Do you have a current career plan? If you do have a career plan, does it exist as a concise, written document that contains clearly delineated steps you will take this year and in subsequent years to help you achieve your career goals? If you are like most people, your answer to at least one of the above questions is “no”.
Many people think about their careers and their future in abstract terms. Some have even formulated in their mind where they would like to be in 5 or 10 years and how they plan to get there. Yet most of us fail when it comes to putting this career plan in writing.
Why is a written career plan so important? Let me help you answer that question by asking you a couple more questions. Would you ever go to work for a company that doesn’t have a Business Plan? Would you ever have faith in a company’s programs and initiatives if they were not supported by clear, concise Marketing Plans? Of course, most of us want to know that we are part of an overall plan that is well thought-out and spelled out on paper. If our employer did not have written business and marketing plans, it would be cause for deep concern.
I’m challenging you right now to commit your career plan to writing. Make a promise to yourself that by this time next month you will have a written career plan for the upcoming twelve months.
Here are some tips and guidelines to help you get started:
- Perform a “self-assessment” or “personal audit”. Take the next 3-7 days to make an exhaustive list of your knowledge, skills, abilities, and experiences. This list will be a “snapshot” of who you are today and what you have to offer in your chosen profession.
- Create long and short term career goals. What do you want your career to look like upon retirement? In 10 years? 5 years? In one year from now? Critically assess your objectives and decide on reasonable goals for yourself.

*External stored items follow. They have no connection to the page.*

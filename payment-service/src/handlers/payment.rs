//! Payment endpoints: session creation, the gateway callback, order status,
//! and the browser redirect targets.

use axum::{
    extract::{Query, State},
    http::{HeaderMap, StatusCode},
    response::IntoResponse,
    Form, Json,
};
use serde::{Deserialize, Serialize};
use service_core::error::AppError;

use crate::{
    dtos::{CreatePaymentRequest, CreatePaymentResponse, PaytrCallback},
    models::{Order, OrderItem, PaymentRecord},
    services::{metrics, PaymentOutcome, ReconcileResult},
    AppState,
};

/// Fixed acknowledgement body the gateway expects; anything else triggers
/// its retry loop.
const CALLBACK_ACK: &str = "OK";

/// Best-effort client IP: proxy headers first, else the placeholder the
/// gateway accepts for server-originated requests.
fn client_ip(headers: &HeaderMap) -> String {
    headers
        .get("x-forwarded-for")
        .and_then(|v| v.to_str().ok())
        .and_then(|v| v.split(',').next())
        .map(|v| v.trim().to_string())
        .or_else(|| {
            headers
                .get("x-real-ip")
                .and_then(|v| v.to_str().ok())
                .map(|v| v.to_string())
        })
        .unwrap_or_else(|| "127.0.0.1".to_string())
}

/// Create a payment session: persists the order and returns the hosted
/// payment page URL for the storefront to redirect to.
pub async fn create_payment(
    State(state): State<AppState>,
    headers: HeaderMap,
    Json(payload): Json<CreatePaymentRequest>,
) -> Result<(StatusCode, Json<CreatePaymentResponse>), AppError> {
    let ip = client_ip(&headers);
    let data = state.checkout.create_payment(payload, ip).await?;

    Ok((
        StatusCode::CREATED,
        Json(CreatePaymentResponse {
            success: true,
            data,
        }),
    ))
}

#[derive(Debug, Deserialize)]
pub struct StatusQuery {
    #[serde(rename = "orderId")]
    pub order_id: String,
    #[serde(rename = "userId")]
    pub user_id: Option<String>,
}

#[derive(Debug, Serialize)]
pub struct OrderStatusResponse {
    pub order: Order,
    pub items: Vec<OrderItem>,
    pub payment: Option<PaymentRecord>,
}

/// Order query facade: order + line items + payment session by order id.
///
/// Guest orders are retrievable by id alone; the id's random suffix is what
/// makes that tolerable. When the caller supplies a `userId`, orders owned
/// by a different user are reported as not found rather than denied, so the
/// endpoint leaks nothing about foreign order ids.
pub async fn payment_status(
    State(state): State<AppState>,
    Query(query): Query<StatusQuery>,
) -> Result<Json<OrderStatusResponse>, AppError> {
    let order = state
        .store
        .get_order(&query.order_id)
        .await
        .map_err(AppError::DatabaseError)?
        .ok_or_else(|| AppError::NotFound(anyhow::anyhow!("order not found")))?;

    if let (Some(owner), Some(caller)) = (&order.user_id, &query.user_id) {
        if owner != caller {
            return Err(AppError::NotFound(anyhow::anyhow!("order not found")));
        }
    }

    let items = state
        .store
        .get_order_items(&query.order_id)
        .await
        .map_err(AppError::DatabaseError)?;
    let payment = state
        .store
        .get_payment_record(&query.order_id)
        .await
        .map_err(AppError::DatabaseError)?;

    Ok(Json(OrderStatusResponse {
        order,
        items,
        payment,
    }))
}

/// Gateway server-to-server callback.
///
/// Signature verification gates everything: an unverifiable callback gets a
/// 401 with no acknowledgement body, so the gateway keeps retrying and a
/// transient verification bug cannot drop a real payment notification. Every
/// verified callback is acknowledged with the fixed body, including replays
/// and unknown order ids, to stop the retry loop.
pub async fn paytr_callback(
    State(state): State<AppState>,
    Form(payload): Form<PaytrCallback>,
) -> Result<impl IntoResponse, AppError> {
    let matched = state
        .paytr
        .verify_callback_hash(
            &payload.merchant_oid,
            &payload.status,
            &payload.total_amount,
            &payload.hash,
        )
        .map_err(AppError::InternalError)?;

    if matched.is_none() {
        metrics::record_callback("rejected_hash");
        return Err(AppError::Unauthorized(anyhow::anyhow!(
            "callback hash verification failed"
        )));
    }

    let outcome = if payload.status == "success" {
        PaymentOutcome::Success
    } else {
        PaymentOutcome::Failed {
            reason: payload.failed_reason_msg.clone(),
        }
    };

    let result = state
        .store
        .finalize_payment(&payload.merchant_oid, outcome)
        .await
        .map_err(AppError::DatabaseError)?;

    match result {
        ReconcileResult::Applied => {
            metrics::record_callback("applied");
            tracing::info!(
                merchant_oid = %payload.merchant_oid,
                callback_status = %payload.status,
                "payment outcome applied"
            );
        }
        ReconcileResult::AlreadyFinal => {
            metrics::record_callback("replayed");
            tracing::info!(
                merchant_oid = %payload.merchant_oid,
                "duplicate callback for terminal order; acknowledging without re-apply"
            );
        }
        ReconcileResult::NotFound => {
            metrics::record_callback("unknown_order");
            tracing::warn!(
                merchant_oid = %payload.merchant_oid,
                "callback for unknown order; acknowledged for investigation"
            );
        }
    }

    Ok((StatusCode::OK, CALLBACK_ACK))
}

/// Query params the gateway appends to the browser redirect. Display-only:
/// the server-to-server callback is the sole authority on payment outcome.
#[derive(Debug, Deserialize)]
pub struct RedirectQuery {
    pub merchant_oid: Option<String>,
    #[serde(rename = "orderId")]
    pub order_id: Option<String>,
    pub status: Option<String>,
    /// Minor units, as the gateway sends it.
    pub total_amount: Option<String>,
    pub failed_reason_msg: Option<String>,
}

#[derive(Debug, Serialize)]
pub struct RedirectView {
    pub order_id: Option<String>,
    pub status: Option<String>,
    pub total_amount: Option<String>,
    pub reason: Option<String>,
    /// Reminder for API consumers: poll /payment/status for the real outcome.
    pub authoritative: bool,
}

impl RedirectView {
    fn from_query(query: RedirectQuery) -> Self {
        Self {
            order_id: query.merchant_oid.or(query.order_id),
            status: query.status,
            total_amount: query.total_amount,
            reason: query.failed_reason_msg,
            authoritative: false,
        }
    }
}

/// Browser lands here after a successful hosted payment.
pub async fn payment_success(Query(query): Query<RedirectQuery>) -> Json<RedirectView> {
    Json(RedirectView::from_query(query))
}

/// Browser lands here after a failed or abandoned hosted payment.
pub async fn payment_failure(Query(query): Query<RedirectQuery>) -> Json<RedirectView> {
    Json(RedirectView::from_query(query))
}
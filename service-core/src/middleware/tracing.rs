use axum::http::HeaderValue;
use axum::{extract::Request, middleware::Next, response::Response};
use uuid::Uuid;

pub const REQUEST_ID_HEADER: &str = "x-request-id";

/// Ensure every request carries an `x-request-id`, echoing it on the response
/// so gateway callbacks and storefront calls can be correlated in the logs.
pub async fn request_id_middleware(mut req: Request, next: Next) -> Response {
    let request_id = match req
        .headers()
        .get(REQUEST_ID_HEADER)
        .and_then(|h| h.to_str().ok())
    {
        Some(id) => id.to_string(),
        None => Uuid::new_v4().to_string(),
    };

    if let Ok(header_value) = HeaderValue::from_str(&request_id) {
        req.headers_mut().insert(REQUEST_ID_HEADER, header_value);
    }

    let mut response = next.run(req).await;

    if let Ok(header_value) = HeaderValue::from_str(&request_id) {
        response
            .headers_mut()
            .insert(REQUEST_ID_HEADER, header_value);
    }

    response
}
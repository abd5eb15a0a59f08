//! HTTP handlers for payment-service.

pub mod payment;

use crate::services::get_metrics;
use axum::{http::StatusCode, response::IntoResponse, Json};
use serde_json::json;

pub async fn health_check() -> impl IntoResponse {
    (
        StatusCode::OK,
        Json(json!({
            "status": "ok",
            "service": "payment-service",
            "version": env!("CARGO_PKG_VERSION")
        })),
    )
}

pub async fn readiness_check() -> impl IntoResponse {
    (StatusCode::OK, Json(json!({ "status": "ready" })))
}

pub async fn metrics_endpoint() -> impl IntoResponse {
    (
        StatusCode::OK,
        [("content-type", "text/plain; charset=utf-8")],
        get_metrics(),
    )
}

- Start drafting an outline of your career plan. List your long term goals at the top of the page and then start working backwards writing down the steps you will need to make along the way in support of those long term goals. Identify benchmarks along the path toward your long-term goals.
- Write down your 1-year goals in a separate “sub-plan”. Once you have written a clear statement of what your career will look like long-term, now is the time to start drafting a one-year plan to get you started. Try to achieve the first benchmark you identified in Step 3. Don’t forget things such as: Areas of your personal life you wish to develop; soft skills development (interpersonal, communication, organizational, decision-making, etc.); and hard skills development (task-specific skills, computer knowledge, etc.).
Knowing where your career is going is important. Committing this plan to paper is even more important. Create a written career plan and you’ll be on your way to greater overall achievement.